Enough whinging. Like many things, I’ll stick with listening to podcast episodes despite my complaints. I’ve also been lucky not to hit (much) AI slop. At some point it’ll be “not for me,” and I’ll move on.
Bonus Ramblin’
Just some incoherent follow-up on the bigger issue Newport and Thompson are engaged with. Thompson’s definition of television is similar, but not the same, as the TV that I grew up with:
By “television,” I am referring to something bigger than broadcast TV, the cable bundle, or Netflix. In his 1974 book Television: Technology and Cultural Form, Raymond Williams wrote that “in all communications systems before [television], the essential items were discrete.” That is, a book is bound and finite, existing on its own terms. A play is performed in a particular theater at a set hour. Williams argued that television shifted culture from discrete and bounded products to a continuous, streaming sequence of images and sounds, which he called “flow.” When I say “everything is turning into television,” what I mean is that disparate forms of media and entertainment are converging on one thing: the continuous flow of episodic video.

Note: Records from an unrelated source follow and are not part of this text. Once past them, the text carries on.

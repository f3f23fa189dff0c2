//! CLI module for CubeAI
//!
//! Provides the operator commands:
//! - `chat`: send a message to the assistant
//! - `status`: probe the service health endpoint
//! - `animate`: run the timeline animation for a number of ticks
//! - `holoocean`: smoke-test the simulation sidecar connection
//! - `bump-version`: increment the version/build number in the config

use clap::{Parser, Subcommand};

pub mod animate;
pub mod bump_version;
pub mod chat;
pub mod holoocean;
pub mod status;

/// CubeAI client CLI
#[derive(Parser, Debug)]
#[command(name = "cubeai")]
#[command(about = "CubeAI oceanographic data assistant client")]
#[command(version)]
pub struct Cli {
    #[command(subcommand)]
    pub command: Option<Commands>,
}

#[derive(Subcommand, Debug)]
pub enum Commands {
    /// Send a chat message to the assistant
    Chat {
        /// The message to send
        message: String,
        /// Viewing area to report in the filters
        #[arg(long)]
        area: Option<String>,
        /// Forecast model to report in the filters
        #[arg(long)]
        model: Option<String>,
        /// Parameter to report in the filters (salinity, temperature, ...)
        #[arg(long)]
        parameter: Option<String>,
    },
    /// Probe the service health endpoint and print the status
    Status,
    /// Run the animation timeline and print frame positions
    Animate {
        /// Total frames in the dataset
        #[arg(long, default_value_t = 24)]
        frames: usize,
        /// Playback speed multiplier
        #[arg(long)]
        speed: Option<f64>,
        /// Number of ticks to run
        #[arg(long, default_value_t = 30)]
        ticks: usize,
    },
    /// Connect to the HoloOcean sidecar and print incoming sensor frames
    Holoocean {
        /// Number of frames to wait for
        #[arg(long, default_value_t = 5)]
        frames: usize,
    },
    /// Increment the version in the app config
    BumpVersion {
        /// Only increment the build number
        #[arg(long)]
        build: bool,
        /// Config file to rewrite (defaults to the user config path)
        #[arg(long)]
        path: Option<std::path::PathBuf>,
    },
}

/// Run the CLI command
pub async fn run(cli: Cli) -> anyhow::Result<()> {
    match cli.command {
        Some(Commands::Chat {
            message,
            area,
            model,
            parameter,
        }) => chat::run(&message, area, model, parameter).await,
        Some(Commands::Status) => status::run().await,
        Some(Commands::Animate {
            frames,
            speed,
            ticks,
        }) => animate::run(frames, speed, ticks).await,
        Some(Commands::Holoocean { frames }) => holoocean::run(frames).await,
        Some(Commands::BumpVersion { build, path }) => bump_version::run(build, path),
        None => {
            let mut cmd = <Cli as clap::CommandFactory>::command();
            cmd.print_help()?;
            println!();
            Ok(())
        }
    }
}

If all media (Thompson), or “just” Internet media (Newport), collapse into television, there are some interesting dynamics. I find resonance with Newport’s idea that social media behemoths may fall by the wayside, as television doesn’t have the same social network lock-in. Alternatively, they might try to morph into the new form … and fail.
Also, from my personal experience, content bifurcates into two bins: one: high-priced live-event spectacles (sports, superstar concerts, breaking news); and two: an infinite, mostly undifferentiated catalog of on-demand narratives (everything else).
On the latter point, I’m probably not the only one to notice that the UX of many streaming services is frightfully similar. Sometimes I wonder if Netflix, Prime, Peacock, Paramount+, and Disney+ all paid a visit to the same design shop. Apple, of course, has to be different.
I’m not quite sure whether drop-in, screaming-head outrage generation (cable news, sports talk) deserves its own bin due to eminent disposability.
Lastly, we’ve seen that collapse into an undifferentiated mass with text on the web in general and print news in particular. It hasn’t gone very well.